Scott Fitzgerald: entre la literatura exquisita y la esquizofrenia

Fue pilar, junto con su compatriota Ernest Hemingway, de la llamada "generación perdida norteamericana", y víctima de un atroz adversario: él mismo

Revista Mustique 162

Francis Scott Fitzgerald nació en St. Paul, Minnesota, el 24 de septiembre de 1896. De joven mostró una peculiar personalidad, producto de la combinación del sentimentalismo y las ansias de poder. Estudió en Newman School y luego se trasladó a Princeton. En la universidad destapó facultades humorísticas y una escritura incisiva. Plasmó el talento literario en diversas publicaciones locales, y compuso comedias musicales, estrenadas en el Triangle Club.

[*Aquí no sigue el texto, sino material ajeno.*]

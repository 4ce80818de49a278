//! Collision resolution
//!
//! Runs once per tick after everything has moved. Phases run in a fixed
//! order: player shots vs enemies, enemy shots vs forces then the player,
//! enemy bodies vs the player, pickups, terrain. Lists are walked by index
//! and only flagged inactive here; pruning happens at the end of the tick.

use glam::Vec2;

use super::effects::Explosion;
use super::enemy::EnemyKind;
use super::powerup::{PowerUpKind, roll_drop};
use super::state::{GameEvent, GameState};
use crate::consts::*;

/// Explosion size when the player is hit by a bullet or an enemy
const PLAYER_HIT_BLAST: f32 = 30.0;
/// Smaller blast for scraping terrain
const TERRAIN_HIT_BLAST: f32 = 20.0;

/// An enemy destroyed by player fire this tick
struct Kill {
    kind: EnemyKind,
    score: u64,
    pos: Vec2,
    size: f32,
}

pub fn resolve_collisions(state: &mut GameState) {
    player_bullets_vs_enemies(state);
    enemy_bullets_vs_player(state);
    enemies_vs_player(state);
    collect_powerups(state);
    terrain_vs_player(state);
}

fn player_bullets_vs_enemies(state: &mut GameState) {
    let mut kills = Vec::new();

    for bullet in state.player_bullets.iter_mut() {
        for enemy in state.enemies.iter_mut() {
            if !bullet.active {
                break;
            }
            if !enemy.active || !bullet.rect().intersects(&enemy.rect()) {
                continue;
            }
            bullet.hit();
            if enemy.take_damage(bullet.damage) {
                kills.push(Kill {
                    kind: enemy.kind,
                    score: enemy.score,
                    pos: enemy.pos,
                    size: enemy.size,
                });
            }
        }
    }

    for kill in kills {
        state.score += kill.score;
        let center = kill.pos + Vec2::splat(kill.size / 2.0);
        let blast = Explosion::new(center, kill.size, &mut state.rng);
        state.explosions.push(blast);
        state.emit(GameEvent::EnemyDestroyed {
            kind: kill.kind,
            score: kill.score,
        });

        if kill.kind.is_boss() {
            state.waves.on_boss_defeated(kill.kind);
            state.emit(GameEvent::BossDefeated { kind: kill.kind });
        }

        let drop_at = Vec2::new(kill.pos.x, kill.pos.y + kill.size / 2.0);
        if let Some(powerup) = roll_drop(drop_at, &mut state.rng) {
            state.powerups.push(powerup);
        }
    }
}

fn enemy_bullets_vs_player(state: &mut GameState) {
    let player_rect = state.player.rect();
    let mut absorbed = 0;
    let mut hit = false;

    for bullet in state.enemy_bullets.iter_mut().filter(|b| b.active) {
        let rect = bullet.rect();
        if state.forces.absorber(&rect).is_some() {
            bullet.active = false;
            absorbed += 1;
            continue;
        }
        if rect.intersects(&player_rect) {
            bullet.active = false;
            hit |= state.player.take_damage();
        }
    }

    for _ in 0..absorbed {
        state.emit(GameEvent::ForceAbsorbed);
    }
    if hit {
        player_damaged(state, PLAYER_HIT_BLAST);
    }
}

fn enemies_vs_player(state: &mut GameState) {
    let player_rect = state.player.rect();
    let mut rammed = Vec::new();
    let mut hit = false;

    for enemy in state.enemies.iter_mut().filter(|e| e.active) {
        if !enemy.rect().intersects(&player_rect) {
            continue;
        }
        hit |= state.player.take_damage();
        if !enemy.kind.survives_contact() {
            enemy.active = false;
            rammed.push((enemy.kind, enemy.center(), enemy.size));
        }
    }

    if hit {
        player_damaged(state, PLAYER_HIT_BLAST);
    }
    // Rammed enemies give no score
    for (kind, center, size) in rammed {
        let blast = Explosion::new(center, size, &mut state.rng);
        state.explosions.push(blast);
        state.emit(GameEvent::EnemyDestroyed { kind, score: 0 });
    }
}

fn collect_powerups(state: &mut GameState) {
    let player_rect = state.player.rect();
    let mut collected = Vec::new();

    for powerup in state.powerups.iter_mut().filter(|p| p.active) {
        if powerup.rect().intersects(&player_rect) {
            powerup.active = false;
            collected.push(powerup.kind);
        }
    }

    for kind in collected {
        state.emit(GameEvent::PowerUpCollected { kind });
        match kind {
            PowerUpKind::Force => {
                let added = state.forces.acquire(state.player.pos);
                if added > 0 {
                    let active = state.forces.active_count();
                    log::info!("force acquired, {} active", active);
                    state.emit(GameEvent::ForceAcquired { active });
                }
            }
            PowerUpKind::Speed => state.player.add_speed(),
            PowerUpKind::Power => state.player.add_power(),
            PowerUpKind::ThreeWay => state.player.enable_three_way(),
        }
    }
}

fn terrain_vs_player(state: &mut GameState) {
    if state.terrain_damage_cooldown > 0 {
        return;
    }
    if state.terrain.check_collision(&state.player.rect()) && state.player.take_damage() {
        state.terrain_damage_cooldown = TERRAIN_DAMAGE_COOLDOWN;
        player_damaged(state, TERRAIN_HIT_BLAST);
    }
}

fn player_damaged(state: &mut GameState, blast_size: f32) {
    let center = state.player.center();
    let blast = Explosion::new(center, blast_size, &mut state.rng);
    state.explosions.push(blast);
    state.emit(GameEvent::PlayerHit);
}

#[cfg(test)]
mod tests {
    use super::*;
    use crate::sim::bullet::Bullet;
    use crate::sim::enemy::Enemy;
    use crate::sim::powerup::PowerUp;

    fn quiet_state() -> GameState {
        GameState::new(11, PLAYER_MAX_LIVES)
    }

    #[test]
    fn test_player_bullet_kills_enemy_once() {
        let mut state = quiet_state();
        let enemy = Enemy::new(EnemyKind::Straight, Vec2::new(400.0, 300.0));
        state.enemies.push(enemy);
        state
            .player_bullets
            .push(Bullet::player_shot(Vec2::new(405.0, 305.0), 0));
        state
            .player_bullets
            .push(Bullet::player_shot(Vec2::new(405.0, 310.0), 0));

        resolve_collisions(&mut state);
        assert!(!state.enemies[0].active);
        assert_eq!(state.score, 100);
        // Second bullet found the enemy already dead
        assert!(state.player_bullets[1].active);
        assert_eq!(state.explosions.len(), 1);
    }

    #[test]
    fn test_charge_bullet_pierces() {
        let mut state = quiet_state();
        state
            .enemies
            .push(Enemy::new(EnemyKind::Straight, Vec2::new(400.0, 300.0)));
        state
            .enemies
            .push(Enemy::new(EnemyKind::Straight, Vec2::new(410.0, 300.0)));
        state
            .player_bullets
            .push(Bullet::player_shot(Vec2::new(405.0, 305.0), 3));

        resolve_collisions(&mut state);
        assert!(state.enemies.iter().all(|e| !e.active));
        assert_eq!(state.score, 200);
        assert!(state.player_bullets[0].active);
        assert_eq!(state.player_bullets[0].pierce_count, CHARGE_PIERCE[3] - 2);
    }

    #[test]
    fn test_boss_kill_notifies_waves() {
        let mut state = quiet_state();
        let mut boss = Enemy::boss(EnemyKind::Boss1);
        boss.pos = Vec2::new(500.0, 200.0);
        boss.hp = 1;
        state.enemies.push(boss);
        state.waves.boss_active = true;
        state
            .player_bullets
            .push(Bullet::player_shot(Vec2::new(520.0, 250.0), 0));

        resolve_collisions(&mut state);
        assert!(!state.waves.boss_active);
        assert_eq!(state.waves.game_time, WAVE_1_END - 1);
        let defeated = state
            .events
            .iter()
            .filter(|e| matches!(e, GameEvent::BossDefeated { .. }))
            .count();
        assert_eq!(defeated, 1);
    }

    #[test]
    fn test_leftover_boss_kill_does_not_release_wave() {
        let mut state = quiet_state();
        state.waves.game_time = WAVE_1_END;
        state.waves.wave = 2;
        state.waves.boss_spawned = true;
        state.waves.boss_active = true;
        let mut stale = Enemy::boss(EnemyKind::Boss1);
        stale.pos = Vec2::new(500.0, 200.0);
        stale.hp = 1;
        state.enemies.push(stale);
        state
            .player_bullets
            .push(Bullet::player_shot(Vec2::new(520.0, 250.0), 0));

        resolve_collisions(&mut state);
        assert!(!state.enemies[0].active);
        assert!(state.waves.boss_active);
        assert_eq!(state.waves.game_time, WAVE_1_END);
        assert!(
            state
                .events
                .contains(&GameEvent::BossDefeated { kind: EnemyKind::Boss1 })
        );
    }

    #[test]
    fn test_force_absorbs_before_player() {
        let mut state = quiet_state();
        state.forces.acquire(state.player.pos);
        state.forces.acquire(state.player.pos);
        let centre = state.forces.forces[0].pos;
        // Top force sits on the centre one: overlap with both
        state.forces.forces[1].pos = centre;
        state
            .enemy_bullets
            .push(Bullet::enemy_shot(centre + Vec2::splat(5.0), Vec2::ZERO));

        resolve_collisions(&mut state);
        assert!(!state.enemy_bullets[0].active);
        let absorbs = state
            .events
            .iter()
            .filter(|e| **e == GameEvent::ForceAbsorbed)
            .count();
        assert_eq!(absorbs, 1);
        assert_eq!(state.player.lives, PLAYER_MAX_LIVES);
    }

    #[test]
    fn test_enemy_bullet_hits_player_once_while_invincible() {
        let mut state = quiet_state();
        let p = state.player.pos;
        state.enemy_bullets.push(Bullet::enemy_shot(p, Vec2::ZERO));
        state.enemy_bullets.push(Bullet::enemy_shot(p, Vec2::ZERO));

        resolve_collisions(&mut state);
        assert_eq!(state.player.lives, PLAYER_MAX_LIVES - 1);
        assert!(state.enemy_bullets.iter().all(|b| !b.active));
        assert!(state.player.invincible);
    }

    #[test]
    fn test_ramming_destroys_grunt_but_not_boss() {
        let mut state = quiet_state();
        let p = state.player.pos;
        state.enemies.push(Enemy::new(EnemyKind::Straight, p));
        let mut boss = Enemy::boss(EnemyKind::Boss2);
        boss.pos = p - Vec2::splat(10.0);
        state.enemies.push(boss);

        resolve_collisions(&mut state);
        assert!(!state.enemies[0].active);
        assert!(state.enemies[1].active);
        assert_eq!(state.score, 0);
        assert_eq!(state.player.lives, PLAYER_MAX_LIVES - 1);
    }

    #[test]
    fn test_pickups_apply() {
        let mut state = quiet_state();
        let p = state.player.pos;
        state.powerups.push(PowerUp::new(PowerUpKind::Force, p));
        state.powerups.push(PowerUp::new(PowerUpKind::ThreeWay, p));
        state.powerups.push(PowerUp::new(PowerUpKind::Power, p));
        state.powerups.push(PowerUp::new(PowerUpKind::Speed, p));

        resolve_collisions(&mut state);
        assert_eq!(state.forces.active_count(), 1);
        assert_eq!(state.player.weapon, crate::sim::player::WeaponType::ThreeWay);
        assert_eq!(state.player.power_level, 2);
        assert_eq!(state.player.speed, PLAYER_SPEED + 1.0);
        assert!(state.powerups.iter().all(|p| !p.active));
    }

    #[test]
    fn test_terrain_damage_cooldown() {
        let mut state = quiet_state();
        state
            .terrain
            .segments
            .push(crate::sim::terrain::TerrainSegment::new(50.0, SCREEN_HEIGHT, 0.0));

        resolve_collisions(&mut state);
        assert_eq!(state.player.lives, PLAYER_MAX_LIVES - 1);
        assert_eq!(state.terrain_damage_cooldown, TERRAIN_DAMAGE_COOLDOWN);

        // Still touching, but cooling down
        state.player.invincible = false;
        resolve_collisions(&mut state);
        assert_eq!(state.player.lives, PLAYER_MAX_LIVES - 1);
    }
}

El miedo llamó a su puerta con la misma insistencia que la vocación. Lo citaron para intervenir en la Primera Guerra Mundial. Se sumó a las filas de combatientes aunque nunca debió exponerse el frente de batalla. Fue teniente de infantería y soporte de campo del general John A. Ryan.

Casi diecinueve meses de un entrenamiento arduo y sostenido lo capacitaron para vencer al enemigo; sin embargo, tras aguardar horas en el puerto de embarco, jamás subió al barco. «En aquel lugar terrorífico, cargando la máscara de gas, el casco de acero y alimentos en lata, sentí que viajaba a la muerte. Desde entonces siempre sufrí neurosis de no combatiente, bajo la forma de feroces pesadillas».

En la demencial borrachera del festejo sin causas, descubrió una atracción suprema: las mujeres rubias y maquilladas, que se desplazaban con astucia en busca del hombre que les asegurara el futuro. Esas féminas suspicaces se transformaron en las protagonistas de sus primeras obras, que alertaron al sector editorial. A partir de ese momento, Francis Scott Fitzgerald jamás dejó de escribir.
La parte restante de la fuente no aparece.